Adrenergic Nerves Govern Circadian Leukocyte Recruitment to Tissues

Ruth L. and David S. Gottesman Institute for Stem Cell Biology and Regenerative Medicine, Albert Einstein College of Medicine, New York, NY 10461, USA.
Immunity (Impact Factor: 21.56). 08/2012; 37(2):290-301. DOI: 10.1016/j.immuni.2012.05.021
Source: PubMed


The multistep sequence leading to leukocyte migration is thought to be locally regulated at the inflammatory site. Here, we show that broad systemic programs involving long-range signals from the sympathetic nervous system (SNS) delivered by adrenergic nerves regulate rhythmic recruitment of leukocytes in tissues. Constitutive leukocyte adhesion and migration in murine bone marrow (BM) and skeletal-muscle microvasculature fluctuated with circadian peak values at night.

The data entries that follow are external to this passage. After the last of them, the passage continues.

use serde::{Deserialize, Serialize};
use std::fmt;
use std::str::FromStr;

/// A closed set of category labels with the integer codes the classifier was trained on.
///
/// Codes follow the lexical ordering of the training labels, which is how the
/// training frame's `category` columns were encoded.
pub trait CategoryField: Copy + Sized + 'static {
    /// Column name of the field in the training schema.
    const FIELD: &'static str;
    /// Every label, in the order a form should offer them.
    const OPTIONS: &'static [Self];

    fn label(self) -> &'static str;
    fn code(self) -> u32;

    fn parse(raw: &str) -> Result<Self, UnknownCategoryError> {
        let needle = raw.trim();
        Self::OPTIONS
            .iter()
            .copied()
            .find(|option| option.label().eq_ignore_ascii_case(needle))
            .ok_or_else(|| UnknownCategoryError {
                field: Self::FIELD,
                value: raw.to_string(),
            })
    }

    fn from_code(code: u32) -> Option<Self> {
        Self::OPTIONS.iter().copied().find(|option| option.code() == code)
    }
}

macro_rules! category_enum {
    (
        $(#[$meta:meta])*
        $name:ident, $field:literal {
            $($variant:ident => ($label:literal, $code:literal)),+ $(,)?
        }
    ) => {
        $(#[$meta])*
        #[derive(Debug, Clone, Copy, PartialEq, Eq, Hash, Serialize, Deserialize)]
        pub enum $name {
            $(#[serde(rename = $label)] $variant),+
        }

        impl CategoryField for $name {
            const FIELD: &'static str = $field;
            const OPTIONS: &'static [Self] = &[$(Self::$variant),+];

            fn label(self) -> &'static str {
                match self {
                    $(Self::$variant => $label),+
                }
            }

            fn code(self) -> u32 {
                match self {
                    $(Self::$variant => $code),+
                }
            }
        }

        impl fmt::Display for $name {
            fn fmt(&self, f: &mut fmt::Formatter<'_>) -> fmt::Result {
                f.write_str(self.label())
            }
        }

        impl FromStr for $name {
            type Err = UnknownCategoryError;

            fn from_str(raw: &str) -> Result<Self, Self::Err> {
                <Self as CategoryField>::parse(raw)
            }
        }
    };
}

category_enum! {
    /// Housing situation of the applicant.
    HomeOwnership, "person_home_ownership" {
        Rent => ("RENT", 3),
        Own => ("OWN", 2),
        Mortgage => ("MORTGAGE", 0),
        Other => ("OTHER", 1),
    }
}

category_enum! {
    /// Stated purpose of the loan.
    LoanIntent, "loan_intent" {
        Personal => ("PERSONAL", 4),
        Education => ("EDUCATION", 1),
        Medical => ("MEDICAL", 3),
        Venture => ("VENTURE", 5),
        HomeImprovement => ("HOMEIMPROVEMENT", 2),
        DebtConsolidation => ("DEBTCONSOLIDATION", 0),
    }
}

category_enum! {
    /// Lender-assigned loan grade.
    LoanGrade, "loan_grade" {
        A => ("A", 0),
        B => ("B", 1),
        C => ("C", 2),
        D => ("D", 3),
        E => ("E", 4),
        F => ("F", 5),
        G => ("G", 6),
    }
}

category_enum! {
    /// Whether the credit bureau holds a historical default for the applicant.
    PriorDefault, "cb_person_default_on_file" {
        Yes => ("Y", 1),
        No => ("N", 0),
    }
}

/// A category value after the unseen-category policy has been applied.
#[derive(Debug, Clone, PartialEq, Eq, Serialize)]
#[serde(untagged)]
pub enum Categorical<T> {
    Known(T),
    /// Label outside the training set, routed to the model's missing-value branch.
    Unseen(String),
}

impl<T: CategoryField> Categorical<T> {
    pub fn known(&self) -> Option<T> {
        match self {
            Categorical::Known(value) => Some(*value),
            Categorical::Unseen(_) => None,
        }
    }

    pub fn label(&self) -> &str {
        match self {
            Categorical::Known(value) => value.label(),
            Categorical::Unseen(raw) => raw,
        }
    }

    /// Feature encoding: the training code, or NaN for the missing-value bucket.
    pub fn encode(&self) -> f32 {
        match self {
            Categorical::Known(value) => value.code() as f32,
            Categorical::Unseen(_) => f32::NAN,
        }
    }
}

impl<T: CategoryField> From<T> for Categorical<T> {
    fn from(value: T) -> Self {
        Categorical::Known(value)
    }
}

impl<T: CategoryField> fmt::Display for Categorical<T> {
    fn fmt(&self, f: &mut fmt::Formatter<'_>) -> fmt::Result {
        f.write_str(self.label())
    }
}

/// How labels outside the training vocabulary are handled.
#[derive(Debug, Clone, Copy, PartialEq, Eq, Default, Serialize, Deserialize)]
#[serde(rename_all = "snake_case")]
pub enum UnseenCategoryPolicy {
    #[default]
    Reject,
    MissingBucket,
}

impl UnseenCategoryPolicy {
    pub fn parse(value: &str) -> Option<Self> {
        match value.trim().to_ascii_lowercase().as_str() {
            "reject" => Some(Self::Reject),
            "missing" | "missing_bucket" => Some(Self::MissingBucket),
            _ => None,
        }
    }

    pub fn resolve<T: CategoryField>(
        self,
        raw: &str,
    ) -> Result<Categorical<T>, UnknownCategoryError> {
        match T::parse(raw) {
            Ok(value) => Ok(Categorical::Known(value)),
            Err(err) => match self {
                Self::Reject => Err(err),
                Self::MissingBucket => {
                    tracing::debug!(
                        field = T::FIELD,
                        value = %raw,
                        "unseen category mapped to missing bucket"
                    );
                    Ok(Categorical::Unseen(raw.trim().to_string()))
                }
            },
        }
    }
}

#[derive(Debug, Clone, PartialEq, Eq, thiserror::Error)]
#[error("unknown category '{value}' for {field}")]
pub struct UnknownCategoryError {
    pub field: &'static str,
    pub value: String,
}

#[cfg(test)]
mod tests {
    use super::*;

    #[test]
    fn codes_follow_lexical_order_of_labels() {
        fn assert_lexical<T: CategoryField>() {
            let mut labels: Vec<&str> = T::OPTIONS.iter().map(|option| option.label()).collect();
            labels.sort_unstable();
            for (expected, label) in labels.iter().enumerate() {
                let value = T::parse(label).expect("label parses");
                assert_eq!(value.code(), expected as u32, "{} code for {label}", T::FIELD);
            }
        }

        assert_lexical::<HomeOwnership>();
        assert_lexical::<LoanIntent>();
        assert_lexical::<LoanGrade>();
        assert_lexical::<PriorDefault>();
    }

    #[test]
    fn parse_is_case_insensitive_and_trims() {
        assert_eq!(HomeOwnership::parse(" rent "), Ok(HomeOwnership::Rent));
        assert_eq!(
            "homeimprovement".parse::<LoanIntent>(),
            Ok(LoanIntent::HomeImprovement)
        );
        assert_eq!(PriorDefault::parse("y"), Ok(PriorDefault::Yes));
    }

    #[test]
    fn unknown_label_is_rejected_with_field_name() {
        let err = LoanGrade::parse("H").expect_err("H is not a grade");
        assert_eq!(err.field, "loan_grade");
        assert_eq!(err.value, "H");
        assert_eq!(err.to_string(), "unknown category 'H' for loan_grade");
    }

    #[test]
    fn missing_bucket_policy_keeps_raw_label_and_encodes_nan() {
        let value: Categorical<LoanIntent> = UnseenCategoryPolicy::MissingBucket
            .resolve("WEDDING")
            .expect("missing bucket accepts unseen labels");
        assert_eq!(value, Categorical::Unseen("WEDDING".to_string()));
        assert!(value.encode().is_nan());
        assert!(value.known().is_none());
    }

    #[test]
    fn reject_policy_surfaces_unknown_category() {
        let result: Result<Categorical<LoanIntent>, _> =
            UnseenCategoryPolicy::Reject.resolve("WEDDING");
        assert!(matches!(result, Err(UnknownCategoryError { field: "loan_intent", .. })));
    }

    #[test]
    fn policy_parses_configuration_values() {
        assert_eq!(UnseenCategoryPolicy::parse("Reject"), Some(UnseenCategoryPolicy::Reject));
        assert_eq!(
            UnseenCategoryPolicy::parse("missing"),
            Some(UnseenCategoryPolicy::MissingBucket)
        );
        assert_eq!(UnseenCategoryPolicy::parse("drop"), None);
    }

    #[test]
    fn codes_map_back_to_labels() {
        assert_eq!(LoanGrade::from_code(6), Some(LoanGrade::G));
        assert_eq!(HomeOwnership::from_code(3), Some(HomeOwnership::Rent));
        assert_eq!(PriorDefault::from_code(2), None);
    }
}
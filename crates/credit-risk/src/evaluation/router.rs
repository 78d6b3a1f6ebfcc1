use std::sync::Arc;

use axum::{
    extract::{rejection::JsonRejection, State},
    http::StatusCode,
    response::{IntoResponse, Response},
    routing::{get, post},
    Router,
};
use chrono::Utc;
use serde_json::json;
use tracing::{error, info};

use super::views::RiskAssessmentView;
use super::RiskEvaluator;
use crate::applicant::ApplicantSubmission;

/// Router exposing the JSON evaluation API.
pub fn evaluation_router(evaluator: Arc<RiskEvaluator>) -> Router {
    Router::new()
        .route("/api/v1/evaluate", post(evaluate_handler))
        .route("/api/v1/model", get(model_handler))
        .with_state(evaluator)
}

pub(crate) async fn evaluate_handler(
    State(evaluator): State<Arc<RiskEvaluator>>,
    payload: Result<axum::Json<ApplicantSubmission>, JsonRejection>,
) -> Response {
    let submission = match payload {
        Ok(axum::Json(submission)) => submission,
        Err(rejection) => {
            info!(error = %rejection.body_text(), "malformed evaluation payload");
            let payload = json!({
                "error": rejection.body_text(),
            });
            return (StatusCode::UNPROCESSABLE_ENTITY, axum::Json(payload)).into_response();
        }
    };

    match evaluator.evaluate(&submission) {
        Ok(assessment) => {
            let view = RiskAssessmentView::new(&assessment, Utc::now());
            (StatusCode::OK, axum::Json(view)).into_response()
        }
        Err(err) if err.is_rejection() => {
            info!(error = %err, "applicant submission rejected");
            let payload = json!({
                "error": err.to_string(),
            });
            (StatusCode::UNPROCESSABLE_ENTITY, axum::Json(payload)).into_response()
        }
        Err(err) => {
            error!(error = %err, "evaluation failed");
            let payload = json!({
                "error": err.to_string(),
            });
            (StatusCode::INTERNAL_SERVER_ERROR, axum::Json(payload)).into_response()
        }
    }
}

pub(crate) async fn model_handler(State(evaluator): State<Arc<RiskEvaluator>>) -> Response {
    match evaluator.model_summary() {
        Some(summary) => (StatusCode::OK, axum::Json(summary.clone())).into_response(),
        None => {
            let payload = json!({
                "error": "model metadata unavailable",
            });
            (StatusCode::NOT_FOUND, axum::Json(payload)).into_response()
        }
    }
}

#[cfg(test)]
mod tests {
    use super::*;
    use crate::applicant::{FeatureRow, UnseenCategoryPolicy};
    use crate::model::{Classifier, InferenceError};
    use axum::body::{to_bytes, Body};
    use axum::http::Request;
    use tower::ServiceExt;

    struct RatioClassifier;

    impl Classifier for RatioClassifier {
        fn predict(&self, row: &FeatureRow) -> Result<u8, InferenceError> {
            let [_, positive] = self.predict_proba(row)?;
            Ok(u8::from(positive > 0.5))
        }

        fn predict_proba(&self, row: &FeatureRow) -> Result<[f64; 2], InferenceError> {
            let ratio = row.get("loan_percent_income").unwrap_or(0.0).min(1.0);
            Ok([1.0 - ratio, ratio])
        }
    }

    fn router() -> Router {
        evaluation_router(Arc::new(RiskEvaluator::new(
            Arc::new(RatioClassifier),
            UnseenCategoryPolicy::Reject,
        )))
    }

    async fn post_json(router: Router, body: serde_json::Value) -> (StatusCode, serde_json::Value) {
        let request = Request::builder()
            .method("POST")
            .uri("/api/v1/evaluate")
            .header("content-type", "application/json")
            .body(Body::from(body.to_string()))
            .expect("request builds");
        let response = router.oneshot(request).await.expect("router responds");
        let status = response.status();
        let bytes = to_bytes(response.into_body(), usize::MAX)
            .await
            .expect("body reads");
        let json = serde_json::from_slice(&bytes).expect("json body");
        (status, json)
    }

    fn submission_json() -> serde_json::Value {
        serde_json::to_value(ApplicantSubmission::default()).expect("serializes")
    }

    #[tokio::test]
    async fn evaluate_returns_assessment_view() {
        let (status, body) = post_json(router(), submission_json()).await;

        assert_eq!(status, StatusCode::OK);
        assert_eq!(body["verdict"], "PAID_OFF");
        assert_eq!(body["label"], 0);
        assert_eq!(body["probability_percent"], 20.0);
        assert_eq!(body["summary"], "LOW RISK: 20.00% probability of default");
    }

    #[tokio::test]
    async fn evaluate_rejects_out_of_range_input() {
        let mut payload = submission_json();
        payload["age"] = serde_json::json!(17);

        let (status, body) = post_json(router(), payload).await;

        assert_eq!(status, StatusCode::UNPROCESSABLE_ENTITY);
        assert_eq!(body["error"], "age must be between 18 and 100 (got 17)");
    }

    #[tokio::test]
    async fn evaluate_rejects_unknown_category() {
        let mut payload = submission_json();
        payload["loan_intent"] = serde_json::json!("WEDDING");

        let (status, body) = post_json(router(), payload).await;

        assert_eq!(status, StatusCode::UNPROCESSABLE_ENTITY);
        assert_eq!(body["error"], "unknown category 'WEDDING' for loan_intent");
    }

    #[tokio::test]
    async fn evaluate_reports_mistyped_fields_as_json() {
        let mut payload = submission_json();
        payload["age"] = serde_json::json!(25.5);

        let (status, body) = post_json(router(), payload).await;

        assert_eq!(status, StatusCode::UNPROCESSABLE_ENTITY);
        let message = body["error"].as_str().expect("error message is a string");
        assert!(message.contains("age"), "{message}");
    }

    #[tokio::test]
    async fn evaluate_reports_missing_fields_as_json() {
        let mut payload = submission_json();
        payload
            .as_object_mut()
            .expect("submission is an object")
            .remove("loan_grade");

        let (status, body) = post_json(router(), payload).await;

        assert_eq!(status, StatusCode::UNPROCESSABLE_ENTITY);
        let message = body["error"].as_str().expect("error message is a string");
        assert!(message.contains("loan_grade"), "{message}");
    }

    #[tokio::test]
    async fn model_endpoint_without_metadata_is_not_found() {
        let request = Request::builder()
            .uri("/api/v1/model")
            .body(Body::empty())
            .expect("request builds");
        let response = router().oneshot(request).await.expect("router responds");
        assert_eq!(response.status(), StatusCode::NOT_FOUND);
    }
}
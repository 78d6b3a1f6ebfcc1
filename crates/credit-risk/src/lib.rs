//! Loan default risk assessment.
//!
//! Validates applicant attributes, adapts them to the feature schema of a pre-trained
//! gradient boosted classifier, and reports a default verdict with its probability.

pub mod applicant;
pub mod config;
pub mod error;
pub mod evaluation;
pub mod model;
pub mod telemetry;

pub use applicant::{ApplicantRecord, ApplicantSubmission, UnseenCategoryPolicy};
pub use config::AppConfig;
pub use error::AppError;
pub use evaluation::{EvaluationError, RiskAssessment, RiskEvaluator, RiskVerdict};
pub use model::{Classifier, GradientBoostedClassifier, ModelLoadError};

Migratory oscillations, altered by experimental jet lag, were implemented by perivascular SNS fibers acting on β-adrenoreceptors expressed on nonhematopoietic cells and leading to tissue-specific, differential circadian oscillations in the expression of endothelial cell adhesion molecules and chemokines. We showed that these rhythms have physiological consequences through alteration of hematopoietic cell recruitment and overall survival in models of septic shock, sickle cell vaso-occlusion, and BM transplantation. These data provide unique insights in the leukocyte adhesion cascade and the potential for time-based therapeutics for transplantation and inflammatory diseases.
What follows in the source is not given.